TASK DIRECTIONS
Everything from the line containing "assert!(!bus.emit_error(PollError::Overlap));" through the line containing "let seen = recorder(&bus, EventKind::Close);" in the listing below should be copied exactly, and nothing more.

EXERCISE MATERIALS
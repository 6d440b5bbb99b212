use std::path::PathBuf;

/// Errors that can occur while establishing or using a transport stream.
#[derive(Debug, thiserror::Error)]
pub enum TransportError {
    /// The host name could not be resolved to any socket address.
    ///
    /// The endpoint is kept in the fields; callers add it to their own
    /// message, so the display text leaves it out.
    #[error("address lookup failed: {source}")]
    Resolve {
        host: String,
        port: u16,
        source: std::io::Error,
    },

    /// Every resolved address refused or failed the TCP connection.
    #[error("TCP connection failed: {source}")]
    Connect {
        host: String,
        port: u16,
        source: std::io::Error,
    },

    /// The TLS client configuration could not be built.
    #[error("invalid TLS configuration: {0}")]
    TlsConfig(String),

    /// A TLS certificate or key file could not be loaded.
    #[error("failed to load {path}: {message}")]
    TlsFile { path: PathBuf, message: String },

    /// The TLS handshake with the server failed.
    #[error("TLS handshake failed: {source}")]
    TlsHandshake {
        host: String,
        source: std::io::Error,
    },

    /// An I/O error occurred on the transport stream.
    #[error("transport I/O error: {0}")]
    Io(#[from] std::io::Error),
}

pub type Result<T> = std::result::Result<T, TransportError>;
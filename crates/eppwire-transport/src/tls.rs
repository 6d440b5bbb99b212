use std::fs::File;
use std::io::BufReader;
use std::net::TcpStream;
use std::path::{Path, PathBuf};
use std::sync::Arc;

use rustls::pki_types::{CertificateDer, PrivateKeyDer, ServerName};
use rustls::{ClientConfig, ClientConnection, RootCertStore, StreamOwned};
use tracing::debug;

use crate::error::{Result, TransportError};
use crate::stream::EppStream;

/// TLS settings for a registry connection.
///
/// Registries commonly require a client certificate; the key may live in
/// the certificate file itself, in which case `key_file` can stay unset.
#[derive(Debug, Clone, Default, PartialEq, Eq)]
pub struct TlsOptions {
    /// PEM bundle of trusted CA certificates. Replaces the built-in
    /// webpki roots when set.
    pub ca_file: Option<PathBuf>,
    /// PEM client certificate chain.
    pub cert_file: Option<PathBuf>,
    /// PEM private key for the client certificate.
    pub key_file: Option<PathBuf>,
    /// Name to send as SNI and verify the server certificate against.
    /// Defaults to the connection host.
    pub server_name: Option<String>,
}

/// Build a rustls client configuration from options.
pub fn client_config(options: &TlsOptions) -> Result<Arc<ClientConfig>> {
    let roots = match &options.ca_file {
        Some(path) => load_roots(path)?,
        None => {
            let mut roots = RootCertStore::empty();
            roots.extend(webpki_roots::TLS_SERVER_ROOTS.iter().cloned());
            roots
        }
    };

    let builder =
        ClientConfig::builder_with_provider(Arc::new(rustls::crypto::ring::default_provider()))
            .with_safe_default_protocol_versions()
            .map_err(|err| TransportError::TlsConfig(err.to_string()))?
            .with_root_certificates(roots);

    let config = match (&options.cert_file, &options.key_file) {
        (None, None) => builder.with_no_client_auth(),
        (None, Some(_)) => {
            return Err(TransportError::TlsConfig(
                "key file given without a certificate file".to_string(),
            ));
        }
        (Some(cert_path), key_path) => {
            let certs = load_certs(cert_path)?;
            let key = load_key(key_path.as_deref().unwrap_or(cert_path))?;
            builder
                .with_client_auth_cert(certs, key)
                .map_err(|err| TransportError::TlsConfig(err.to_string()))?
        }
    };

    Ok(Arc::new(config))
}

/// Run the TLS handshake over a connected socket.
pub(crate) fn handshake(
    mut sock: TcpStream,
    host: &str,
    options: &TlsOptions,
) -> Result<EppStream> {
    let config = client_config(options)?;
    let name = options.server_name.as_deref().unwrap_or(host);
    let server_name = ServerName::try_from(name.to_string()).map_err(|err| {
        TransportError::TlsConfig(format!("invalid server name '{name}': {err}"))
    })?;

    let mut conn = ClientConnection::new(config, server_name)
        .map_err(|err| TransportError::TlsConfig(err.to_string()))?;

    while conn.is_handshaking() {
        conn.complete_io(&mut sock)
            .map_err(|source| TransportError::TlsHandshake {
                host: host.to_string(),
                source,
            })?;
    }

    debug!(
        host,
        version = ?conn.protocol_version(),
        suite = ?conn.negotiated_cipher_suite().map(|suite| suite.suite()),
        "tls handshake complete"
    );
    Ok(EppStream::tls(StreamOwned::new(conn, sock)))
}

fn open_pem(path: &Path) -> Result<BufReader<File>> {
    File::open(path)
        .map(BufReader::new)
        .map_err(|err| TransportError::TlsFile {
            path: path.to_path_buf(),
            message: err.to_string(),
        })
}

fn load_certs(path: &Path) -> Result<Vec<CertificateDer<'static>>> {
    let mut reader = open_pem(path)?;
    let certs = rustls_pemfile::certs(&mut reader)
        .collect::<std::io::Result<Vec<_>>>()
        .map_err(|err| TransportError::TlsFile {
            path: path.to_path_buf(),
            message: err.to_string(),
        })?;

    if certs.is_empty() {
        return Err(TransportError::TlsFile {
            path: path.to_path_buf(),
            message: "no PEM certificates found".to_string(),
        });
    }
    Ok(certs)
}

fn load_key(path: &Path) -> Result<PrivateKeyDer<'static>> {
    let mut reader = open_pem(path)?;
    rustls_pemfile::private_key(&mut reader)
        .map_err(|err| TransportError::TlsFile {
            path: path.to_path_buf(),
            message: err.to_string(),
        })?
        .ok_or_else(|| TransportError::TlsFile {
            path: path.to_path_buf(),
            message: "no PEM private key found".to_string(),
        })
}

fn load_roots(path: &Path) -> Result<RootCertStore> {
    let mut roots = RootCertStore::empty();
    for cert in load_certs(path)? {
        roots.add(cert).map_err(|err| TransportError::TlsFile {
            path: path.to_path_buf(),
            message: err.to_string(),
        })?;
    }
    Ok(roots)
}
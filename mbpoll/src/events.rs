//! Observer registration and event dispatch.

use std::collections::HashMap;
use std::fmt;
use std::sync::{Arc, RwLock};
use tracing::{debug, trace};

use crate::config::ConnectionConfig;
use crate::error::PollError;
use crate::state::EngineState;
use crate::transport::{ConnectionKind, ModbusData};

/// Notifications published by the engine.
#[derive(Debug, Clone)]
pub enum EngineEvent {
    /// The link opened.
    Connect {
        kind: ConnectionKind,
        config: ConnectionConfig,
    },
    /// The link closed on request.
    Close,
    /// A request succeeded.
    Data(ModbusData),
    /// A configuration, transport or budget failure, or a monitor overlap.
    Error(PollError),
    /// Every state assignment.
    StateChange {
        state: EngineState,
        description: &'static str,
    },
    PollingStart,
    PollingStop,
    MonitorStart,
    MonitorStop,
}

impl EngineEvent {
    pub fn kind(&self) -> EventKind {
        match self {
            EngineEvent::Connect { .. } => EventKind::Connect,
            EngineEvent::Close => EventKind::Close,
            EngineEvent::Data(_) => EventKind::Data,
            EngineEvent::Error(_) => EventKind::Error,
            EngineEvent::StateChange { .. } => EventKind::StateChange,
            EngineEvent::PollingStart => EventKind::PollingStart,
            EngineEvent::PollingStop => EventKind::PollingStop,
            EngineEvent::MonitorStart => EventKind::MonitorStart,
            EngineEvent::MonitorStop => EventKind::MonitorStop,
        }
    }
}

/// Event channel names listeners subscribe to.
#[derive(Debug, Clone, Copy, PartialEq, Eq, Hash)]
pub enum EventKind {
    Connect,
    Close,
    Data,
    Error,
    StateChange,
    PollingStart,
    PollingStop,
    MonitorStart,
    MonitorStop,
}

impl EventKind {
    pub const ALL: [EventKind; 9] = [
        EventKind::Connect,
        EventKind::Close,
        EventKind::Data,
        EventKind::Error,
        EventKind::StateChange,
        EventKind::PollingStart,
        EventKind::PollingStop,
        EventKind::MonitorStart,
        EventKind::MonitorStop,
    ];

    pub fn as_str(self) -> &'static str {
        match self {
            EventKind::Connect => "connect",
            EventKind::Close => "close",
            EventKind::Data => "data",
            EventKind::Error => "error",
            EventKind::StateChange => "stateChange",
            EventKind::PollingStart => "polling-start",
            EventKind::PollingStop => "polling-stop",
            EventKind::MonitorStart => "monitor-start",
            EventKind::MonitorStop => "monitor-stop",
        }
    }
}

impl fmt::Display for EventKind {
    fn fmt(&self, f: &mut fmt::Formatter<'_>) -> fmt::Result {
        f.write_str(self.as_str())
    }
}

/// A registered observer.
pub type Listener = Arc<dyn Fn(&EngineEvent) + Send + Sync>;

/// Listener registry shared between the engine and its handles.
///
/// Listeners run synchronously on the engine task and must not block.
#[derive(Clone, Default)]
pub struct EventBus {
    listeners: Arc<RwLock<HashMap<EventKind, Vec<Listener>>>>,
}

impl EventBus {
    pub fn new() -> Self {
        Self::default()
    }

    /// Register a listener for one kind of event.
    pub fn on<F>(&self, kind: EventKind, listener: F)
    where
        F: Fn(&EngineEvent) + Send + Sync + 'static,
    {
        let mut listeners = self.listeners.write().unwrap_or_else(|e| e.into_inner());
        listeners.entry(kind).or_default().push(Arc::new(listener));
    }

    /// Drop every listener of one kind.
    pub fn remove_all(&self, kind: EventKind) {
        let mut listeners = self.listeners.write().unwrap_or_else(|e| e.into_inner());
        listeners.remove(&kind);
    }

    pub fn listener_count(&self, kind: EventKind) -> usize {
        let listeners = self.listeners.read().unwrap_or_else(|e| e.into_inner());
        listeners.get(&kind).map_or(0, Vec::len)
    }

    pub fn has_listeners(&self, kind: EventKind) -> bool {
        self.listener_count(kind) > 0
    }

    /// Deliver an event to the listeners of its kind.
    ///
    /// Errors go through [`emit_error`](Self::emit_error).
    pub fn emit(&self, event: EngineEvent) {
        if let EngineEvent::Error(error) = event {
            self.emit_error(error);
            return;
        }
        self.dispatch(&event);
    }

    /// Deliver an error only if someone listens for errors.
    ///
    /// Returns whether the error was dispatched.
    pub fn emit_error(&self, error: PollError) -> bool {
        if !self.has_listeners(EventKind::Error) {
            debug!(error = %error, "No error listener registered, error not dispatched");
            return false;
        }
        self.dispatch(&EngineEvent::Error(error));
        true
    }

    fn dispatch(&self, event: &EngineEvent) {
        let kind = event.kind();
        // Snapshot so listeners may register further listeners.
        let targets: Vec<Listener> = {
            let listeners = self.listeners.read().unwrap_or_else(|e| e.into_inner());
            listeners.get(&kind).cloned().unwrap_or_default()
        };

        trace!(event = %kind, listeners = targets.len(), "Dispatching event");
        for listener in targets {
            listener(event);
        }
    }
}

impl fmt::Debug for EventBus {
    fn fmt(&self, f: &mut fmt::Formatter<'_>) -> fmt::Result {
        let counts: Vec<(EventKind, usize)> = EventKind::ALL
            .into_iter()
            .map(|kind| (kind, self.listener_count(kind)))
            .filter(|(_, count)| *count > 0)
            .collect();
        f.debug_struct("EventBus").field("listeners", &counts).finish()
    }
}

#[cfg(test)]
mod tests {
    use super::*;
    use std::sync::Mutex;

    fn recorder(bus: &EventBus, kind: EventKind) -> Arc<Mutex<Vec<EventKind>>> {
        let seen = Arc::new(Mutex::new(Vec::new()));
        let sink = seen.clone();
        bus.on(kind, move |event| sink.lock().unwrap().push(event.kind()));
        seen
    }

    #[test]
    fn test_error_without_listener_is_not_dispatched() {
        let bus = EventBus::new();
        let stops = recorder(&bus, EventKind::PollingStop);

        assert!(!bus.emit_error(PollError::Overlap));
        bus.emit(EngineEvent::Error(PollError::Busy));
        assert!(stops.lock().unwrap().is_empty());
    }

    #[test]
    fn test_error_with_listener() {
        let bus = EventBus::new();
        let errors = recorder(&bus, EventKind::Error);

        assert!(bus.emit_error(PollError::Overlap));
        bus.emit(EngineEvent::Error(PollError::Busy));
        assert_eq!(errors.lock().unwrap().len(), 2);
    }

    #[test]
    fn test_events_routed_by_kind() {
        let bus = EventBus::new();
        let starts = recorder(&bus, EventKind::PollingStart);
        let stops = recorder(&bus, EventKind::PollingStop);

        bus.emit(EngineEvent::PollingStart);
        bus.emit(EngineEvent::PollingStop);
        bus.emit(EngineEvent::PollingStop);

        assert_eq!(starts.lock().unwrap().len(), 1);
        assert_eq!(stops.lock().unwrap().len(), 2);
    }

    #[test]
    fn test_remove_all() {
        let bus = EventBus::new();
        let seen = recorder(&bus, EventKind::Close);
        assert_eq!(bus.listener_count(EventKind::Close), 1);

        bus.remove_all(EventKind::Close);
        bus.emit(EngineEvent::Close);
        assert!(seen.lock().unwrap().is_empty());
        assert!(!bus.has_listeners(EventKind::Close));
    }

    #[test]
    fn test_listener_can_register_during_dispatch() {
        let bus = EventBus::new();
        let inner = bus.clone();
        bus.on(EventKind::MonitorStart, move |_| {
            inner.on(EventKind::MonitorStop, |_| {});
        });

        bus.emit(EngineEvent::MonitorStart);
        assert_eq!(bus.listener_count(EventKind::MonitorStop), 1);
    }

    #[test]
    fn test_event_names() {
        assert_eq!(EventKind::PollingStop.to_string(), "polling-stop");
        assert_eq!(EventKind::StateChange.as_str(), "stateChange");
    }
}
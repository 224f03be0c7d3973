//! Modbus polling monitor.
//!
//! Loads a poll list and link settings, then either runs a single pass
//! (`--once`) or restarts a pass every monitor interval until Ctrl+C.

use anyhow::{Context, Result};
use clap::Parser;
use mbpoll::{Engine, EngineEvent, EventKind, MbpollConfig, ModbusTransport};
use std::path::PathBuf;
use std::sync::Arc;
use tokio::sync::Notify;
use tracing::{info, warn};

/// Poll a Modbus device on a fixed schedule.
#[derive(Parser, Debug)]
#[command(name = "mbpoll")]
#[command(about = "Polls a Modbus device and logs the results")]
#[command(version)]
struct Args {
    /// Path to configuration file (JSON5 format)
    #[arg(short, long, default_value = "mbpoll.json5")]
    config: PathBuf,

    /// Override log level (trace, debug, info, warn, error).
    #[arg(long)]
    log_level: Option<String>,

    /// Run a single pass and exit.
    #[arg(long)]
    once: bool,
}

#[tokio::main]
async fn main() -> Result<()> {
    let args = Args::parse();

    // Load configuration
    let config = MbpollConfig::load_from_file(&args.config)
        .with_context(|| format!("Failed to load config from {:?}", args.config))?;

    // Initialize logging
    let log_config = config.logging.with_level_override(args.log_level.as_deref());
    mbpoll_common::init_tracing(&log_config)
        .map_err(|e| anyhow::anyhow!("Failed to init tracing: {}", e))?;

    info!("Starting mbpoll");
    info!("Loaded configuration from {:?}", args.config);

    let engine = Engine::spawn(Arc::new(ModbusTransport::new()), config.modbus.clone());

    engine.on(EventKind::Data, |event| {
        if let EngineEvent::Data(data) = event {
            match serde_json::to_string(data) {
                Ok(json) => info!(target: "mbpoll::data", "{}", json),
                Err(e) => warn!("Failed to encode data: {}", e),
            }
        }
    });
    engine.on(EventKind::Error, |event| {
        if let EngineEvent::Error(error) = event {
            warn!(error = %error, "Modbus error");
        }
    });
    engine.on(EventKind::Connect, |event| {
        if let EngineEvent::Connect { kind, config } = event {
            info!(kind = %kind, host = %config.host, "Connected");
        }
    });

    engine
        .install(config.poll_list.clone())
        .await
        .context("Failed to install poll list")?;

    if args.once {
        let stopped = Arc::new(Notify::new());
        let notify = stopped.clone();
        engine.on(EventKind::PollingStop, move |_| notify.notify_one());

        engine.start_polling().await.context("Failed to start polling")?;

        tokio::select! {
            _ = stopped.notified() => {
                let snapshot = engine.snapshot().await?;
                info!(state = %snapshot.state, "Pass finished");
            }
            _ = tokio::signal::ctrl_c() => {
                info!("Received shutdown signal");
                engine.stop_polling().await?;
            }
        }
    } else {
        engine.start_monitor().await.context("Failed to start monitor")?;
        info!(
            "Monitoring {} item(s) every {} ms",
            config.poll_list.len(),
            config.modbus.monitor_interval_ms
        );

        // Wait for shutdown signal
        tokio::signal::ctrl_c().await?;
        info!("Received shutdown signal");
        engine.stop_monitor().await?;
    }

    if engine.is_open() {
        if let Err(e) = engine.close().await {
            warn!("Failed to close connection: {}", e);
        }
    }
    engine.shutdown();
    info!("mbpoll stopped");

    Ok(())
}
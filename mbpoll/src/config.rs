//! Configuration for the polling engine and the `mbpoll` binary.

use mbpoll_common::LoggingConfig;
use serde::{Deserialize, Serialize};
use std::path::Path;
use std::time::Duration;
use thiserror::Error;

use crate::item::PollItem;
use crate::transport::ConnectionKind;

/// Configuration errors.
#[derive(Debug, Error)]
pub enum ConfigError {
    #[error(transparent)]
    Load(#[from] mbpoll_common::Error),
    #[error("Validation error: {0}")]
    Validation(String),
}

/// Complete file configuration.
#[derive(Debug, Clone, Serialize, Deserialize)]
pub struct MbpollConfig {
    /// Engine and link settings
    pub modbus: EngineConfig,

    /// Requests issued on every pass, in order
    #[serde(default)]
    pub poll_list: Vec<PollItem>,

    /// Logging configuration
    #[serde(default)]
    pub logging: LoggingConfig,
}

/// Settings owned by the engine. Replacing them requires re-initialization.
#[derive(Debug, Clone, PartialEq, Eq, Serialize, Deserialize)]
pub struct EngineConfig {
    /// Connection type, e.g. "tcp", "rtu", "tcprtubuffered"
    pub connection: String,

    /// Hostname or serial device path
    pub host: String,

    /// Transport-specific options
    #[serde(default)]
    pub options: ConnectOptions,

    /// Delay between state machine ticks in milliseconds
    #[serde(default = "default_scan_interval", alias = "scanInterval")]
    pub scan_interval_ms: u64,

    /// Period of the monitor loop in milliseconds
    #[serde(default = "default_monitor_interval", alias = "monitorInterval")]
    pub monitor_interval_ms: u64,

    /// Default Modbus unit/slave ID (1-247)
    #[serde(default = "default_device_id")]
    pub device_id: u8,

    /// Per-request timeout in milliseconds
    #[serde(default = "default_timeout_ms")]
    pub timeout_ms: u64,
}

fn default_scan_interval() -> u64 {
    1000
}

fn default_monitor_interval() -> u64 {
    5000
}

fn default_device_id() -> u8 {
    1
}

fn default_timeout_ms() -> u64 {
    1500
}

/// Where and how to connect.
#[derive(Debug, Clone, PartialEq, Eq, Serialize, Deserialize)]
pub struct ConnectionConfig {
    pub connection: String,
    pub host: String,
    #[serde(default)]
    pub options: ConnectOptions,
}

/// Transport-specific connection options.
#[derive(Debug, Clone, PartialEq, Eq, Serialize, Deserialize)]
pub struct ConnectOptions {
    /// TCP port (default: 502)
    #[serde(default = "default_modbus_port")]
    pub port: u16,
    /// Baud rate (default: 9600)
    #[serde(default = "default_baud_rate", alias = "baudRate")]
    pub baud_rate: u32,
    /// Data bits (default: 8)
    #[serde(default = "default_data_bits", alias = "dataBits")]
    pub data_bits: u8,
    /// Parity: "none", "even", or "odd" (default: "none")
    #[serde(default = "default_parity")]
    pub parity: String,
    /// Stop bits: 1 or 2 (default: 1)
    #[serde(default = "default_stop_bits", alias = "stopBits")]
    pub stop_bits: u8,
}

fn default_modbus_port() -> u16 {
    502
}

fn default_baud_rate() -> u32 {
    9600
}

fn default_data_bits() -> u8 {
    8
}

fn default_parity() -> String {
    "none".to_string()
}

fn default_stop_bits() -> u8 {
    1
}

impl Default for ConnectOptions {
    fn default() -> Self {
        Self {
            port: default_modbus_port(),
            baud_rate: default_baud_rate(),
            data_bits: default_data_bits(),
            parity: default_parity(),
            stop_bits: default_stop_bits(),
        }
    }
}

impl EngineConfig {
    /// Modbus TCP settings with default timing.
    pub fn tcp(host: impl Into<String>, port: u16) -> Self {
        Self {
            connection: "tcp".to_string(),
            host: host.into(),
            options: ConnectOptions {
                port,
                ..ConnectOptions::default()
            },
            scan_interval_ms: default_scan_interval(),
            monitor_interval_ms: default_monitor_interval(),
            device_id: default_device_id(),
            timeout_ms: default_timeout_ms(),
        }
    }

    pub fn with_intervals(mut self, scan_interval_ms: u64, monitor_interval_ms: u64) -> Self {
        self.scan_interval_ms = scan_interval_ms;
        self.monitor_interval_ms = monitor_interval_ms;
        self
    }

    /// The connection part of the settings.
    pub fn link(&self) -> ConnectionConfig {
        ConnectionConfig {
            connection: self.connection.clone(),
            host: self.host.clone(),
            options: self.options.clone(),
        }
    }

    pub fn scan_interval(&self) -> Duration {
        Duration::from_millis(self.scan_interval_ms)
    }

    pub fn monitor_interval(&self) -> Duration {
        Duration::from_millis(self.monitor_interval_ms)
    }

    pub fn timeout(&self) -> Duration {
        Duration::from_millis(self.timeout_ms)
    }

    /// Validate the engine settings.
    pub fn validate(&self) -> Result<(), ConfigError> {
        if self.connection.parse::<ConnectionKind>().is_err() {
            return Err(ConfigError::Validation(format!(
                "unknown connection type '{}'",
                self.connection
            )));
        }

        if self.host.is_empty() {
            return Err(ConfigError::Validation("host cannot be empty".to_string()));
        }

        if self.scan_interval_ms == 0 || self.monitor_interval_ms == 0 {
            return Err(ConfigError::Validation(
                "scan and monitor intervals must be non-zero".to_string(),
            ));
        }

        if !(1..=247).contains(&self.device_id) {
            return Err(ConfigError::Validation(
                "device_id must be 1-247".to_string(),
            ));
        }

        match self.options.parity.to_lowercase().as_str() {
            "none" | "even" | "odd" => Ok(()),
            _ => Err(ConfigError::Validation(format!(
                "invalid parity '{}' (use none, even, or odd)",
                self.options.parity
            ))),
        }
    }
}

impl MbpollConfig {
    /// Load configuration from a JSON5 file.
    pub fn load_from_file<P: AsRef<Path>>(path: P) -> Result<Self, ConfigError> {
        let config: MbpollConfig = mbpoll_common::load_config(path)?;
        config.validate()?;
        Ok(config)
    }

    /// Parse configuration from a JSON5 string.
    pub fn parse(content: &str) -> Result<Self, ConfigError> {
        let config: MbpollConfig = mbpoll_common::parse_config(content)?;
        config.validate()?;
        Ok(config)
    }

    /// Validate the configuration.
    pub fn validate(&self) -> Result<(), ConfigError> {
        self.modbus.validate()?;

        if self.poll_list.is_empty() {
            return Err(ConfigError::Validation(
                "poll_list must contain at least one item".to_string(),
            ));
        }

        for (index, item) in self.poll_list.iter().enumerate() {
            if item.fc.is_none() {
                return Err(ConfigError::Validation(format!(
                    "poll_list[{}]: function code is not defined",
                    index
                )));
            }
        }

        Ok(())
    }
}

#[cfg(test)]
mod tests {
    use super::*;

    #[test]
    fn test_parse_tcp_config() {
        let json = r#"{
            modbus: {
                connection: "tcp",
                host: "192.168.1.10",
            },
            poll_list: [
                { id: 1, fc: "FC3", address: 0, length: 10 }
            ]
        }"#;

        let config = MbpollConfig::parse(json).unwrap();
        assert_eq!(config.modbus.options.port, 502); // default
        assert_eq!(config.modbus.scan_interval(), Duration::from_millis(1000));
        assert_eq!(config.modbus.monitor_interval(), Duration::from_millis(5000));
        assert_eq!(config.modbus.device_id, 1);
        assert_eq!(config.modbus.timeout_ms, 1500);
        assert_eq!(config.poll_list.len(), 1);
    }

    #[test]
    fn test_camel_case_intervals() {
        let json = r#"{
            modbus: {
                connection: "tcp",
                host: "localhost",
                options: { port: 5020 },
                scanInterval: 250,
                monitorInterval: 2000,
            },
            poll_list: [ { fc: 1, address: 0, length: 1 } ]
        }"#;

        let config = MbpollConfig::parse(json).unwrap();
        assert_eq!(config.modbus.scan_interval_ms, 250);
        assert_eq!(config.modbus.monitor_interval_ms, 2000);
        assert_eq!(config.modbus.options.port, 5020);
    }

    #[test]
    fn test_parse_rtu_config() {
        let json = r#"{
            modbus: {
                connection: "rtu",
                host: "/dev/ttyUSB0",
                options: { baud_rate: 19200, parity: "even" },
                device_id: 5,
            },
            poll_list: [ { fc: "FC4", address: 0, length: 4 } ]
        }"#;

        let config = MbpollConfig::parse(json).unwrap();
        assert_eq!(config.modbus.device_id, 5);
        assert_eq!(config.modbus.options.baud_rate, 19200);
        assert_eq!(config.modbus.options.parity, "even");
        assert_eq!(config.modbus.link().host, "/dev/ttyUSB0");
    }

    #[test]
    fn test_validate_unknown_connection() {
        let mut config = EngineConfig::tcp("localhost", 502);
        config.connection = "zigbee".to_string();
        assert!(matches!(
            config.validate(),
            Err(ConfigError::Validation(_))
        ));
    }

    #[test]
    fn test_validate_empty_poll_list() {
        let json = r#"{ modbus: { connection: "tcp", host: "localhost" } }"#;
        assert!(matches!(
            MbpollConfig::parse(json),
            Err(ConfigError::Validation(_))
        ));
    }

    #[test]
    fn test_validate_missing_function_code() {
        let json = r#"{
            modbus: { connection: "tcp", host: "localhost" },
            poll_list: [ { address: 0, length: 1 } ]
        }"#;
        let err = MbpollConfig::parse(json).unwrap_err();
        assert!(err.to_string().contains("poll_list[0]"));
    }

    #[test]
    fn test_validate_zero_interval() {
        let config = EngineConfig::tcp("localhost", 502).with_intervals(0, 1000);
        assert!(config.validate().is_err());
    }

    #[test]
    fn test_example_config_is_valid() {
        let config = MbpollConfig::parse(include_str!("../mbpoll.example.json5")).unwrap();
        assert_eq!(config.poll_list.len(), 4);
        assert_eq!(config.poll_list[3].fc.as_deref(), Some("FC16"));
    }

    #[test]
    fn test_parse_error_surfaces_as_load_error() {
        assert!(matches!(
            MbpollConfig::parse("{ modbus: "),
            Err(ConfigError::Load(_))
        ));
    }
}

FINISHED EXERCISE
        assert!(!bus.emit_error(PollError::Overlap));
        bus.emit(EngineEvent::Error(PollError::Busy));
        assert!(stops.lock().unwrap().is_empty());
    }

    #[test]
    fn test_error_with_listener() {
        let bus = EventBus::new();
        let errors = recorder(&bus, EventKind::Error);

        assert!(bus.emit_error(PollError::Overlap));
        bus.emit(EngineEvent::Error(PollError::Busy));
        assert_eq!(errors.lock().unwrap().len(), 2);
    }

    #[test]
    fn test_events_routed_by_kind() {
        let bus = EventBus::new();
        let starts = recorder(&bus, EventKind::PollingStart);
        let stops = recorder(&bus, EventKind::PollingStop);

        bus.emit(EngineEvent::PollingStart);
        bus.emit(EngineEvent::PollingStop);
        bus.emit(EngineEvent::PollingStop);

        assert_eq!(starts.lock().unwrap().len(), 1);
        assert_eq!(stops.lock().unwrap().len(), 2);
    }

    #[test]
    fn test_remove_all() {
        let bus = EventBus::new();
        let seen = recorder(&bus, EventKind::Close);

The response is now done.